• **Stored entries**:
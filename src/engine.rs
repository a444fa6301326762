//! The `Engine`: the top-level in-process pipeline wiring the orchestrator,
//! aggregator, policy engine, signature/visitor caches, and feedback path
//! together for one request (§2 "Control flow for one request").
//!
//! Detectors are injected at construction as a named registry, grounded on
//! the teacher's composition-root style of wiring concrete implementations
//! behind a trait object rather than discovering them by reflection (§9).

use crate::aggregator::{self, AggregatedEvidence};
use crate::config::EngineConfig;
use crate::detector::{Detector, Wave};
use crate::envelope::{scratch_keys, RequestEnvelope};
use crate::error::{Error, Result};
use crate::feedback::{self, ResponseSignal};
use crate::orchestrator::{DetectionOutcome, Orchestrator, WaveSpec};
use crate::policy::detection::{ApiKeyOverlay, DetectionPolicyResolution};
use crate::policy::{self, ActionOutcome, DetectionPolicy};
use crate::signature::cache::{DetectionEvent, SignatureAggregateCache};
use crate::signature::visitor::{VisitorEvent, VisitorListCache};
use crate::signature::{derive_signatures, ClientSideFingerprint, MacKey, PluginFingerprint};
use crate::sink::SignalSink;
use chrono::Utc;
use std::sync::Arc;
use tracing::{instrument, warn};

/// Optional per-request inputs that only exist for some requests: an
/// API-key overlay, a sandbox override, a route-attribute policy name, and
/// a client-side/plugin fingerprint postback.
#[derive(Default)]
pub struct RequestContext {
    pub api_key_overlay: Option<ApiKeyOverlay>,
    pub sandbox_policy: Option<String>,
    pub route_attribute_policy: Option<String>,
    pub client_side: Option<ClientSideFingerprint>,
    pub plugin: Option<PluginFingerprint>,
    pub country_code: Option<String>,
}

/// Outcome of running the pipeline up to (but not including) the
/// downstream handler: the action to take plus everything the handler and
/// the later response-feedback step need.
pub struct PipelineOutcome {
    pub action: ActionOutcome,
    pub evidence: Option<AggregatedEvidence>,
    pub policy_name: String,
    pub signature: Option<String>,
}

/// Ties the Blackboard Orchestrator, Evidence Aggregator, Policy Engine,
/// signature/visitor caches, and signal sink together for one request.
pub struct Engine {
    config: EngineConfig,
    mac_key: MacKey,
    orchestrator: Orchestrator,
    registry: Vec<(String, Wave, Arc<dyn Detector>)>,
    signature_cache: Arc<SignatureAggregateCache>,
    visitor_cache: Arc<VisitorListCache>,
    signal_sink: Arc<SignalSink>,
}

impl Engine {
    /// Build an engine from a validated config and a detector registry.
    /// `validate()` is re-run here so a caller can never construct an
    /// engine from an invalid config (§7 "fatal at startup").
    pub fn new(config: EngineConfig, detectors: Vec<(String, Wave, Arc<dyn Detector>)>) -> Result<Self> {
        config.validate()?;
        let mac_key = config.mac_key()?;
        let orchestrator = Orchestrator::new(config.orchestrator.clone());
        Ok(Self {
            config,
            mac_key,
            orchestrator,
            registry: detectors,
            signature_cache: Arc::new(SignatureAggregateCache::new(10_000)),
            visitor_cache: Arc::new(VisitorListCache::new(10_000)),
            signal_sink: Arc::new(SignalSink::default()),
        })
    }

    pub fn signature_cache(&self) -> &Arc<SignatureAggregateCache> {
        &self.signature_cache
    }

    pub fn visitor_cache(&self) -> &Arc<VisitorListCache> {
        &self.visitor_cache
    }

    pub fn signal_sink(&self) -> &Arc<SignalSink> {
        &self.signal_sink
    }

    /// Steps 1-7 of the pipeline (§2): admit, resolve policy, derive
    /// signatures, detect, aggregate, update caches, decide an action.
    /// Returns the action to execute; the caller runs the downstream
    /// handler and later calls `apply_response_feedback`.
    #[instrument(skip(self, envelope, ctx), fields(request_id = %envelope.request_id))]
    pub async fn process(&self, envelope: &RequestEnvelope, ctx: &RequestContext) -> Result<PipelineOutcome> {
        // Step 1: admit / fast-bypass.
        if !self.config.enabled || self.config.excluded_paths.contains(&envelope.path) {
            return Ok(PipelineOutcome {
                action: allow(),
                evidence: None,
                policy_name: "bypassed".to_string(),
                signature: None,
            });
        }

        // Upstream-trust verification failures fail closed: fall through
        // to local detection rather than abort the pipeline (§4.6 "On any
        // verification failure... fall through to local detection").
        match crate::upstream_trust::try_hydrate(&self.config.upstream_trust, envelope) {
            Ok(Some(mut evidence)) => {
                let action = self.decide_action(&evidence);
                evidence.policy_action = Some(action.action_kind.clone());
                envelope.scratch.set(scratch_keys::AGGREGATED_EVIDENCE, evidence.bot_probability);
                return Ok(PipelineOutcome {
                    action,
                    evidence: Some(evidence),
                    policy_name: "upstream".to_string(),
                    signature: None,
                });
            }
            Ok(None) => {}
            Err(err) => {
                warn!(error = %err, "upstream-trust hydration rejected, falling through to local detection");
            }
        }

        // Step 2: policy resolution.
        let resolution = DetectionPolicyResolution {
            test_mode_enabled: self.config.enable_test_mode,
            test_mode_override: None,
            route_attribute_policy: ctx.route_attribute_policy.as_deref(),
            sandbox_policy: ctx.sandbox_policy.as_deref(),
            api_key_overlay: ctx.api_key_overlay.as_ref(),
            path: &envelope.path,
            path_policy_map: &self.config.path_policies,
        };
        let policy_name = policy::resolve_policy_name(&resolution);
        let mut detection_policy = self
            .config
            .policies
            .get(&policy_name)
            .cloned()
            .ok_or_else(|| Error::config(format!("resolved detection policy '{policy_name}' is not registered")))?;

        if let Some(overlay) = &ctx.api_key_overlay {
            policy::apply_overlay(&mut detection_policy, overlay, false);
        }

        if self.config.signature_only_paths.contains(&envelope.path) {
            return Ok(PipelineOutcome {
                action: allow(),
                evidence: None,
                policy_name,
                signature: Some(self.derive_signature(envelope, ctx).primary),
            });
        }

        // Step 3: signature computation.
        let signatures = self.derive_signature(envelope, ctx);
        envelope.scratch.set(scratch_keys::SIGNATURES, signatures.primary.clone());

        // Step 4: orchestrated detection.
        let wave_specs = self.build_wave_plan(&detection_policy);
        let outcome: DetectionOutcome = self.orchestrator.detect(envelope, &wave_specs, envelope.cancellation.clone()).await?;

        // Step 5: aggregation.
        let overrides = detection_policy.weight_overrides();
        let mut evidence = aggregator::aggregate(
            &outcome.ledger,
            &outcome.blackboard,
            outcome.early_exit,
            outcome.early_exit_verdict,
            outcome.total_processing_time_ms,
            &overrides,
            aggregator::DEFAULT_CONFIDENCE_CALIBRATION,
            &policy_name,
            &detection_policy.transitions,
        );

        // Step 6: cache & feed.
        self.update_caches(&signatures.primary, &evidence, envelope, ctx);

        envelope.scratch.set(scratch_keys::BOT_PROBABILITY, evidence.bot_probability);
        envelope.scratch.set(scratch_keys::DETECTION_CONFIDENCE, evidence.confidence);
        envelope.scratch.set(scratch_keys::POLICY_NAME, policy_name.clone());

        // Step 7: action decision.
        let action = self.decide_action(&evidence);
        evidence.policy_action = Some(action.action_kind.clone());

        Ok(PipelineOutcome {
            action,
            evidence: Some(evidence),
            policy_name,
            signature: Some(signatures.primary),
        })
    }

    /// Step 9: response feedback, run after the downstream handler
    /// completes (§4.7). Returns the boosted/cleared evidence plus the
    /// `ResponseSignal` to feed back into behavioural state.
    #[allow(clippy::too_many_arguments)]
    pub fn apply_response_feedback(
        &self,
        evidence: AggregatedEvidence,
        request_id: uuid::Uuid,
        signature: &str,
        status_code: u16,
        authenticated: bool,
        bytes: u64,
        path: &str,
        method: &str,
        processing_time_ms: u64,
    ) -> (AggregatedEvidence, ResponseSignal) {
        feedback::apply_response_feedback(
            &self.config.response_status_boost,
            evidence,
            request_id,
            signature,
            status_code,
            authenticated,
            bytes,
            path,
            method,
            processing_time_ms,
            None,
            None,
            Utc::now(),
        )
    }

    fn derive_signature(&self, envelope: &RequestEnvelope, ctx: &RequestContext) -> crate::signature::SignatureSet {
        derive_signatures(
            &self.mac_key,
            &envelope.connection_ip,
            envelope.user_agent(),
            ctx.client_side.as_ref(),
            ctx.plugin.as_ref(),
        )
    }

    fn decide_action(&self, evidence: &AggregatedEvidence) -> ActionOutcome {
        let policy_name = &evidence.policy_name;
        let detection_policy = self.config.policies.get(policy_name);
        let (immediate_block_threshold, min_confidence) = detection_policy
            .map(|p| (p.immediate_block_threshold, p.min_confidence))
            .unwrap_or((0.85, 0.3));

        policy::resolve_action(
            evidence,
            policy_name,
            immediate_block_threshold,
            min_confidence,
            &self.config.action_policies,
            &self.config.bot_type_action_policies,
            self.config.bot_threshold,
            self.config.default_action_policy_name.as_deref(),
        )
    }

    fn build_wave_plan(&self, detection_policy: &DetectionPolicy) -> Vec<(WaveSpec, Vec<Arc<dyn Detector>>)> {
        let mut by_wave: std::collections::BTreeMap<Wave, Vec<Arc<dyn Detector>>> = std::collections::BTreeMap::new();
        for (name, wave, detector) in &self.registry {
            if detection_policy.excluded_detectors.contains(name) {
                continue;
            }
            if !detection_policy.detector_names.is_empty() && !detection_policy.detector_names.contains(name) {
                continue;
            }
            by_wave.entry(*wave).or_default().push(Arc::clone(detector));
        }

        by_wave
            .into_iter()
            .map(|(wave, detectors)| {
                (
                    WaveSpec {
                        wave,
                        timeout_ms: self.config.orchestrator.global_timeout_ms,
                        continue_on_wave_failure: true,
                    },
                    detectors,
                )
            })
            .collect()
    }

    fn update_caches(&self, signature: &str, evidence: &AggregatedEvidence, envelope: &RequestEnvelope, ctx: &RequestContext) {
        let now = Utc::now();
        let detection_event = DetectionEvent {
            signature: signature.to_string(),
            probability: evidence.bot_probability,
            confidence: evidence.confidence,
            risk_band: evidence.risk_band,
            action: evidence.triggered_action_policy_name.clone().unwrap_or_default(),
            country_code: ctx.country_code.clone(),
            processing_time_ms: evidence.total_processing_time_ms,
            bot_type: evidence.primary_bot_type.clone(),
            bot_name: evidence.primary_bot_name.clone(),
        };
        self.signature_cache.update_from_detection(&detection_event, now);

        let visitor_event = VisitorEvent {
            signature: signature.to_string(),
            path: envelope.path.clone(),
            processing_time_ms: evidence.total_processing_time_ms,
            request_id: envelope.request_id,
            bot_type: evidence.primary_bot_type.clone(),
            bot_name: evidence.primary_bot_name.clone(),
            user_agent: envelope.user_agent().to_string(),
        };
        self.visitor_cache.update_from_request(&visitor_event, now);
    }
}

fn allow() -> ActionOutcome {
    ActionOutcome {
        continue_request: true,
        status_code: None,
        body: None,
        response_headers: Vec::new(),
        action_kind: "Allow".to_string(),
    }
}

• **WHAT TO DO**: Please give only the number of lines above that contain the word "None".

• **SOLVED PROBLEM**: 10